▶ **WHAT THE EXERCISE ASKS**
Go through the records below and report each line with "product" in it.

▶ **ENTRIES SHOWN**
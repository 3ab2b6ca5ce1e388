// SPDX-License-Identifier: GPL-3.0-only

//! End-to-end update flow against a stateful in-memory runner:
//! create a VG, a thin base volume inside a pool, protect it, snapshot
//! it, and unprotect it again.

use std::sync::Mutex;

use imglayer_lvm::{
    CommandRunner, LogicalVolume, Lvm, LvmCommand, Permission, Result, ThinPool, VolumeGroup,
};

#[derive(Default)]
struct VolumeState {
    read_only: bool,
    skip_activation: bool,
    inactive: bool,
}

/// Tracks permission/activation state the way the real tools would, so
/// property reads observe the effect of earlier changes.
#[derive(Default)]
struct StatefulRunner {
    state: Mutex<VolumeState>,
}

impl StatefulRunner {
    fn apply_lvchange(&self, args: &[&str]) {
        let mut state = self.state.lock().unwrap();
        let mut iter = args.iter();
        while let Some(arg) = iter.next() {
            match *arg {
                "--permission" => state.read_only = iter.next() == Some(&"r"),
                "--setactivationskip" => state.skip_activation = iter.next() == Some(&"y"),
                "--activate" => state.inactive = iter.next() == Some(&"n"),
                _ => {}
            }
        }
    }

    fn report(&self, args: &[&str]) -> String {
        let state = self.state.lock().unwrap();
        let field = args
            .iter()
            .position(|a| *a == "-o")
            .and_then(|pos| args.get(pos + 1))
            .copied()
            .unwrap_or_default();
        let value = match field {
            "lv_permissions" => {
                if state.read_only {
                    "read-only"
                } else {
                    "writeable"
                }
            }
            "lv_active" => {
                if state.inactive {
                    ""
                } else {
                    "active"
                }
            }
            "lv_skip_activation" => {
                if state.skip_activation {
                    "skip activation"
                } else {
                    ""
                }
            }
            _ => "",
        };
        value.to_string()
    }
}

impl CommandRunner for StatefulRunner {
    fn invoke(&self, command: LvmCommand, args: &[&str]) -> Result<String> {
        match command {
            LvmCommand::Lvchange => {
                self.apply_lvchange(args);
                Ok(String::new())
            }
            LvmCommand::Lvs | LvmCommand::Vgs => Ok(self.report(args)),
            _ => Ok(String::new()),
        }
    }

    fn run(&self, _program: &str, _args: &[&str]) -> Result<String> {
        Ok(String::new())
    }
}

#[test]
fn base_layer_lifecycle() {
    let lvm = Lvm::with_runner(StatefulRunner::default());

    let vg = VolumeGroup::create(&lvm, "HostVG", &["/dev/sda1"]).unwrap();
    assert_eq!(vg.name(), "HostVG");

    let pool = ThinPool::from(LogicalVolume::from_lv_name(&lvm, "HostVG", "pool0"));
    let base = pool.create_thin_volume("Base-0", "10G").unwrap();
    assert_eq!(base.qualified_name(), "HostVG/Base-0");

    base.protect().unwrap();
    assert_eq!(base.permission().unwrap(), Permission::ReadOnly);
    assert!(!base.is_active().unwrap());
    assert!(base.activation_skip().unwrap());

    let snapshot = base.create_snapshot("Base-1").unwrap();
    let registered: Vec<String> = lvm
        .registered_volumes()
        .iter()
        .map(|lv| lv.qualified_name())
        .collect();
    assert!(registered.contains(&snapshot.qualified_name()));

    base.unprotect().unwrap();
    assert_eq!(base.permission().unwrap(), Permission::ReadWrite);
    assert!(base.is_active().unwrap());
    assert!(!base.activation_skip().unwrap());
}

==

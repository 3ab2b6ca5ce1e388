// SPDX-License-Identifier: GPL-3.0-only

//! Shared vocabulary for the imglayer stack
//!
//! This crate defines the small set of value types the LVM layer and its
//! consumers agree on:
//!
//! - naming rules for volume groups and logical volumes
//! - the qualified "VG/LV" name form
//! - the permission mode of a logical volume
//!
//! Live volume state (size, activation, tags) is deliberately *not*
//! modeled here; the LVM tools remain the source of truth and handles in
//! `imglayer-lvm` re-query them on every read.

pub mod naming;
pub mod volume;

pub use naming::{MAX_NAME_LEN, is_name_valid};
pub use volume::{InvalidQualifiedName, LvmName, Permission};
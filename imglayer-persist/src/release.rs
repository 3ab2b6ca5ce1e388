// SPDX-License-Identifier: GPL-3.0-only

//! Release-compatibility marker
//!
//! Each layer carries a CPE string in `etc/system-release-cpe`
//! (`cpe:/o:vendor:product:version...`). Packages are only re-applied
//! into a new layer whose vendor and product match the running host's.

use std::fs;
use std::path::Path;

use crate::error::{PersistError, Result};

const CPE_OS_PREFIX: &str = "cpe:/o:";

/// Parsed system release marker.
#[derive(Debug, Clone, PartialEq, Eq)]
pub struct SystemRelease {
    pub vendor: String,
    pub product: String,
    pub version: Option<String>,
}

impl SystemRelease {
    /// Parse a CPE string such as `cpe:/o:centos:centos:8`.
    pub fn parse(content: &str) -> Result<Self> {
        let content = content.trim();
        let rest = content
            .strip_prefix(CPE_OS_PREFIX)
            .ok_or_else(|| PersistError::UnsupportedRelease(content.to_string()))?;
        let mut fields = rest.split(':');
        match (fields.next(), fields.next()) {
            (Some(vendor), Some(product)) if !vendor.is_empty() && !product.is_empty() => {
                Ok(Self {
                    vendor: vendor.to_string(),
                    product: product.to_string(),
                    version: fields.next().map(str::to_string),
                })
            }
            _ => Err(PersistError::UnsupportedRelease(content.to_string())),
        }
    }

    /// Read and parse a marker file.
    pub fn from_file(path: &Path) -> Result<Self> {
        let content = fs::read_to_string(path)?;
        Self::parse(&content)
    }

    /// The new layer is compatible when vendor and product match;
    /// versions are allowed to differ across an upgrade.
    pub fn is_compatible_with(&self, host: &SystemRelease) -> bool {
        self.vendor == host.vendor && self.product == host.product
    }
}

▶ **RESPONSE**
//! (`cpe:/o:vendor:product:version...`). Packages are only re-applied
//! into a new layer whose vendor and product match the running host's.
    pub product: String,
            (Some(vendor), Some(product)) if !vendor.is_empty() && !product.is_empty() => {
                    product: product.to_string(),
    /// The new layer is compatible when vendor and product match;
        self.vendor == host.vendor && self.product == host.product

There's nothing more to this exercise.